If you’re overweight, get to a healthy weight and maintain it.

If you are currently overweight, your odds of developing cardiovascular disease are higher. A loss of just ten to twenty pounds can help lower your likelihood of developing cardiovascular disease. Work with your physician or registered dietitian to find a healthful eating plan that will work for you.

Establish and follow a regular exercise program.

The 2010 DGA lists a slightly different recommendation based on 2008 recos. Attached here but cut and paste d from DGA's: The 2008 Physical Activity Guidelines for Americans provides guidance to help Americans improve their health, including weight management, through appropriate physical activity. The amount of physical activity necessary to successfully maintain a healthy body weight depends on calorie intake and varies considerably among adults, includ­ing older adults. To achieve and maintain a healthy body weight, adults should do the equivalent 40 of 150 minutes of moderate-intensity aerobic activity each week. If necessary, adults should increase their weekly minutes of aerobic physical activity gradually over time and decrease calorie intake to a point where they can achieve calorie balance and a healthy weight. Some adults will need a higher level of physical activ­ity than others to achieve and maintain a healthy body weight. Some may need more than the equivalent of 300 minutes per week of moderate-intensity activity.

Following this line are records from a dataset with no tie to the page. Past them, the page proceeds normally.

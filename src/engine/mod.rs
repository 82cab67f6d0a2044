//! Step execution and run orchestration

mod assertion;
pub mod cancel;
pub mod capabilities;
pub mod capability;
pub mod executor;
pub mod json_path;
pub mod outcome;
pub mod runner;

pub use cancel::CancelToken;
pub use capability::{Capability, CapabilityContext, CapabilityOutput, CapabilityRegistry};
pub use executor::StepExecutor;
pub use outcome::{RunResult, RunState, SkippedStep, Status, StepOutcome};
pub use runner::ScenarioRunner;
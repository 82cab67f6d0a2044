//! tson - scenario test runner
//!
//! Loads test-definition documents, executes their steps against a layered
//! property set and prints a line-based report.

use clap::Parser;
use std::path::PathBuf;
use tson::{cli, commands, common};
use commands::Commands;

#[derive(Parser)]
#[command(name = "tson", about = "Scenario-driven test runner")]
#[command(version, long_about = None)]
struct Cli {
    #[command(subcommand)]
    command: Commands,

    /// Debug-level logging for this crate
    #[arg(long, short, global = true)]
    verbose: bool,

    /// Also write logs to this file
    #[arg(long, global = true)]
    log_file: Option<PathBuf>,
}

#[tokio::main]
async fn main() {
    let cli = Cli::parse();

    let guard = common::logging::init_cli(cli.verbose, cli.log_file.as_deref());

    let code = match cli::dispatch(cli.command).await {
        Ok(code) => code,
        Err(e) => {
            eprintln!("Error: {e}");
            1
        }
    };

    // Flush the log file before exiting
    drop(guard);
    std::process::exit(code);
}
//! `extract`: pull a value out of JSON text into a property

use async_trait::async_trait;
use serde_json::Value;

use crate::common::{Error, Result};
use crate::engine::capability::{required_param, Capability, CapabilityContext, CapabilityOutput};
use crate::engine::json_path;
use crate::scenario::Params;

pub struct ExtractCapability;

#[async_trait]
impl Capability for ExtractCapability {
    fn kind(&self) -> &str {
        "extract"
    }

    fn required_params(&self) -> &[&'static str] {
        &["from", "path", "into"]
    }

    async fn invoke(
        &self,
        params: &Params,
        _ctx: &CapabilityContext<'_>,
    ) -> Result<CapabilityOutput> {
        let document: Value = serde_json::from_str(required_param(params, self.kind(), "from")?)
            .map_err(|e| Error::capability(self.kind(), format!("source is not valid JSON: {}", e)))?;

        // A wildcard path exports its first match
        let path = required_param(params, self.kind(), "path")?;
        let text = json_path::select(&document, path)
            .first()
            .map(|(_, value)| json_path::to_text(value))
            .ok_or_else(|| {
                Error::capability(self.kind(), format!("no value at path '{}'", path))
            })?;

        let into = required_param(params, self.kind(), "into")?;
        Ok(CapabilityOutput::new(format!("{} = {} (from '{}')", into, text, path))
            .export(into, text))
    }
}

Have your cholesterol and blood pressure checked regularly.

Have your family physician check your cholesterol and blood pressure at least once a year. If either of these sets of numbers is high, your chances of developing cardiovascular disease greatly increase. Your physician can help you modify your lifestyle by improving your diet and adding exercise in order to bring your numbers under control. In some cases, your physician may also prescribe medication to help return your cholesterol or blood pressure numbers to normal levels.

If you smoke, you should quit.

Smoking is one of the leading causes of cardiovascular diseases. According to the American Medical Association, people can cut their risk of developing cardiovascular disease in half within one year of quitting smoking.

Get a handle on your stress.

Stress may help contribute to heart disease. Stress can also cause your blood pressure to rise and may lead to unhealthy behaviors such as smoking or binging on unhealthy foods. Try practicing meditation or yoga as a way to combat stress. Take a few minutes out of each day and do something you enjoy, such as listening to music or reading, for example.

Don’t ignore possible warning signs.

That burning sensation in your chest may simply be the result of heartburn, but it could also be a warning sign of the presence of cardiovascular disease. Other symptoms may include a sense of tightness emanating from the breastbone and into the neck, jaw and arm or a shortness of breath. If you have any of these symptoms, don’t casually dismiss them. Let your physician determine what is causing them and follow his advice.

Heart disease is a leading cause of death in the United States for both men and women. While some of the causes are beyond your control, many of them are not. If you follow a healthful diet and lead an active lifestyle, you may be able to reduce your risk of heart disease. Work with your family physician to develop a lifestyle plan that is right for you.